Regents Of The University Of Michigan - Ann Arbor, Ann Arbor MI

Investigators

Abstract

One way to study complicated objects in mathematics is to compute simpler "invariants" of the object, which express some (but not complete) information about the object. This project studies invariants arising from objects associated to sets of polynomial equations, and how certain invariants are distributed when considering large families of these objects. For example, if the invariant is an integer, one may ask how likely the integer is, say, zero for a "random" object. Such results then translate into a better understanding of the initial equations and their behavior.
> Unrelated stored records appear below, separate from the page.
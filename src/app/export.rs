use super::App;
use crate::chart::png;
use std::path::PathBuf;

impl App {
    /// Save the current chart as a PNG. Returns the written path, or `None`
    /// when there is no chart or the write failed (reported in the status).
    pub fn export_chart(&mut self) -> Option<PathBuf> {
        let Some(chart) = self.renderer.current() else {
            self.status_message = Some("No chart to export".to_string());
            return None;
        };

        let dir = self.export_dir();
        match png::export_chart(chart, &dir) {
            Ok(path) => {
                self.status_message = Some(format!(
                    "Exported to {} ({})",
                    path.display(),
                    png::legend(chart)
                ));
                Some(path)
            }
            Err(e) => {
                tracing::error!(error = %e, "chart export failed");
                self.status_message = Some(format!("Export failed: {}", e));
                None
            }
        }
    }

    pub fn export_dir(&self) -> PathBuf {
        if let Some(dir) = &self.config.export_dir {
            return dir.clone();
        }
        if let Some(home) = dirs::home_dir() {
            let downloads = home.join("Downloads");
            if downloads.exists() {
                return downloads;
            }
            return home;
        }
        std::env::current_dir().unwrap_or_else(|_| PathBuf::from("."))
    }
}
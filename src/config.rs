use crate::api::DEFAULT_BASE_URL;
use crate::app::view_state::DEFAULT_WINDOW_DAYS;
use anyhow::Result;
use serde::{Deserialize, Serialize};
use std::fs;
use std::path::{Path, PathBuf};

#[derive(Debug, Clone, Serialize, Deserialize, PartialEq)]
pub struct Config {
    #[serde(default = "default_base_url")]
    pub base_url: String,
    #[serde(default = "default_window_days")]
    pub default_window_days: u32,
    #[serde(default = "default_range_presets")]
    pub range_presets: Vec<u32>,
    /// Where PNG exports go. Falls back to ~/Downloads, then home.
    #[serde(default)]
    pub export_dir: Option<PathBuf>,
}

fn default_base_url() -> String {
    DEFAULT_BASE_URL.to_string()
}

fn default_window_days() -> u32 {
    DEFAULT_WINDOW_DAYS
}

fn default_range_presets() -> Vec<u32> {
    vec![7, 30, 90, 180, 365]
}

impl Default for Config {
    fn default() -> Self {
        Self {
            base_url: default_base_url(),
            default_window_days: default_window_days(),
            range_presets: default_range_presets(),
            export_dir: None,
        }
    }
}

impl Config {
    pub fn config_path() -> Result<PathBuf> {
        let config_dir = dirs::config_dir()
            .ok_or_else(|| anyhow::anyhow!("Could not find config directory"))?
            .join("stockdash");

        if !config_dir.exists() {
            fs::create_dir_all(&config_dir)?;
        }

        Ok(config_dir.join("config.json"))
    }

    pub fn load() -> Result<Self> {
        Self::load_from(&Self::config_path()?)
    }

    /// Load from `path`, writing defaults there first if it does not exist.
    pub fn load_from(path: &Path) -> Result<Self> {
        if !path.exists() {
            let config = Config::default();
            config.save_to(path)?;
            return Ok(config);
        }

        let content = fs::read_to_string(path)?;
        let mut config: Config = serde_json::from_str(&content)?;
        config.normalize();
        Ok(config)
    }

    pub fn save_to(&self, path: &Path) -> Result<()> {
        let content = serde_json::to_string_pretty(self)?;
        fs::write(path, content)?;
        Ok(())
    }

    /// Keep presets positive, sorted, unique, and containing the default window.
    pub fn normalize(&mut self) {
        if self.default_window_days == 0 {
            self.default_window_days = DEFAULT_WINDOW_DAYS;
        }
        self.range_presets.retain(|&d| d > 0);
        if self.range_presets.is_empty() {
            self.range_presets = default_range_presets();
        }
        if !self.range_presets.contains(&self.default_window_days) {
            self.range_presets.push(self.default_window_days);
        }
        self.range_presets.sort_unstable();
        self.range_presets.dedup();
    }
}
use super::formatters::format_price;
use crate::app::App;
use crate::chart::ChartHandle;
use ratatui::{
    Frame,
    layout::{Alignment, Rect},
    style::{Color, Modifier, Style},
    symbols,
    text::Span,
    widgets::{Axis, Block, Borders, Chart, Dataset, GraphType, LegendPosition, Paragraph},
};

pub(super) const SERIES_COLORS: [Color; 2] = [Color::Rgb(179, 107, 255), Color::Rgb(0, 229, 255)];

fn chart_title(handle: &ChartHandle) -> String {
    let spec = handle.spec();
    let names: Vec<&str> = spec.series.iter().map(|s| s.name.as_str()).collect();
    let kind = if spec.is_compare() { "Compare" } else { "Price" };
    format!(" {}: {} | {} points ", kind, names.join(" vs "), spec.labels.len())
}

fn x_labels(handle: &ChartHandle) -> Vec<Span<'static>> {
    let spec = handle.spec();
    let (Some(first), Some(last)) = (spec.first_label(), spec.last_label()) else {
        return Vec::new();
    };
    match spec.labels.len() {
        1 => vec![Span::raw(first.to_string())],
        n => vec![
            Span::raw(first.to_string()),
            Span::raw(spec.labels[n / 2].clone()),
            Span::raw(last.to_string()),
        ],
    }
}

fn y_labels(handle: &ChartHandle) -> Vec<Span<'static>> {
    let [lo, hi] = handle.y_bounds();
    vec![
        Span::styled(format_price(lo), Style::default().fg(Color::Red)),
        Span::raw(format_price((lo + hi) / 2.0)),
        Span::styled(format_price(hi), Style::default().fg(Color::Green)),
    ]
}

pub fn draw_chart(frame: &mut Frame, area: Rect, app: &App) {
    let Some(handle) = app.chart() else {
        let message = if app.view.primary.is_none() {
            "Select a company to draw a chart"
        } else if app.loading {
            "Loading chart..."
        } else {
            "Chart data unavailable"
        };
        let empty = Paragraph::new(message)
            .alignment(Alignment::Center)
            .style(Style::default().fg(Color::DarkGray))
            .block(Block::default().title(" Chart ").borders(Borders::ALL));
        frame.render_widget(empty, area);
        return;
    };

    let datasets: Vec<Dataset> = handle
        .spec()
        .series
        .iter()
        .zip(handle.points())
        .enumerate()
        .map(|(i, (series, points))| {
            Dataset::default()
                .name(series.name.clone())
                .marker(symbols::Marker::Braille)
                .graph_type(GraphType::Line)
                .style(Style::default().fg(SERIES_COLORS[i % SERIES_COLORS.len()]))
                .data(points)
        })
        .collect();

    let chart = Chart::new(datasets)
        .block(
            Block::default()
                .title(Span::styled(
                    chart_title(handle),
                    Style::default().fg(Color::Cyan).add_modifier(Modifier::BOLD),
                ))
                .borders(Borders::ALL),
        )
        .x_axis(
            Axis::default()
                .style(Style::default().fg(Color::Gray))
                .bounds(handle.x_bounds())
                .labels(x_labels(handle)),
        )
        .y_axis(
            Axis::default()
                .style(Style::default().fg(Color::Gray))
                .bounds(handle.y_bounds())
                .labels(y_labels(handle)),
        )
        .legend_position(Some(LegendPosition::TopLeft));

    frame.render_widget(chart, area);
}
use super::centered_rect;
use ratatui::{
    Frame,
    layout::{Alignment, Rect},
    style::{Color, Modifier, Style},
    text::{Line, Span},
    widgets::{Block, Borders, Clear, Paragraph},
};

const KEYS: [(&str, &str); 9] = [
    ("Tab / Shift-Tab", "Move between controls"),
    ("← → / h l", "Change the focused control"),
    ("m", "Toggle single / compare"),
    ("[ ]", "Shorter / longer range"),
    ("r", "Refresh"),
    ("s", "Save chart as PNG"),
    ("?", "Toggle this help"),
    ("Esc / Enter", "Close help"),
    ("q", "Quit"),
];

pub fn draw_help(frame: &mut Frame) {
    let area = centered_rect(50, 60, frame.area());
    frame.render_widget(Clear, area);

    let mut lines = vec![Line::from("")];
    for (key, action) in KEYS {
        lines.push(Line::from(vec![
            Span::styled(format!("  {:<18}", key), Style::default().fg(Color::Cyan).add_modifier(Modifier::BOLD)),
            Span::raw(action),
        ]));
    }

    let help = Paragraph::new(lines).block(
        Block::default()
            .title(" Keys ")
            .borders(Borders::ALL)
            .border_style(Style::default().fg(Color::Cyan))
            .style(Style::default().bg(Color::Black)),
    );
    frame.render_widget(help, area);
}

/// Small overlay centered on `area` while a cycle is in flight.
pub fn draw_loading(frame: &mut Frame, area: Rect) {
    let width = 20.min(area.width);
    let height = 3.min(area.height);
    let popup = Rect {
        x: area.x + (area.width - width) / 2,
        y: area.y + (area.height - height) / 2,
        width,
        height,
    };
    frame.render_widget(Clear, popup);
    let loading = Paragraph::new("Loading...")
        .alignment(Alignment::Center)
        .style(Style::default().fg(Color::Yellow))
        .block(Block::default().borders(Borders::ALL).border_style(Style::default().fg(Color::Yellow)));
    frame.render_widget(loading, popup);
}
This project involves problems using explicit constructions of moduli spaces in algebraic geometry, as well as applications of these parametrizations to obtain statistical information about arithmetic invariants, using methods ranging from classical algebraic geometry constructions to Lie theory and sieve techniques from analytic number theory. The PI proposes to work on finding correspondences between orbits of representations of algebraic groups and moduli spaces of curves, abelian varieties, and other varieties. The PI also plans to use these explicit descriptions of the moduli spaces, along with techniques from the geometry of numbers and analytic number theory, to study the asymptotic growth of arithmetic data related to the parametrizations. Such applications include studying the distributions of the ideal class groups of number fields, bounding the average rank of elliptic curves, and finding densities of curves with a given number of points.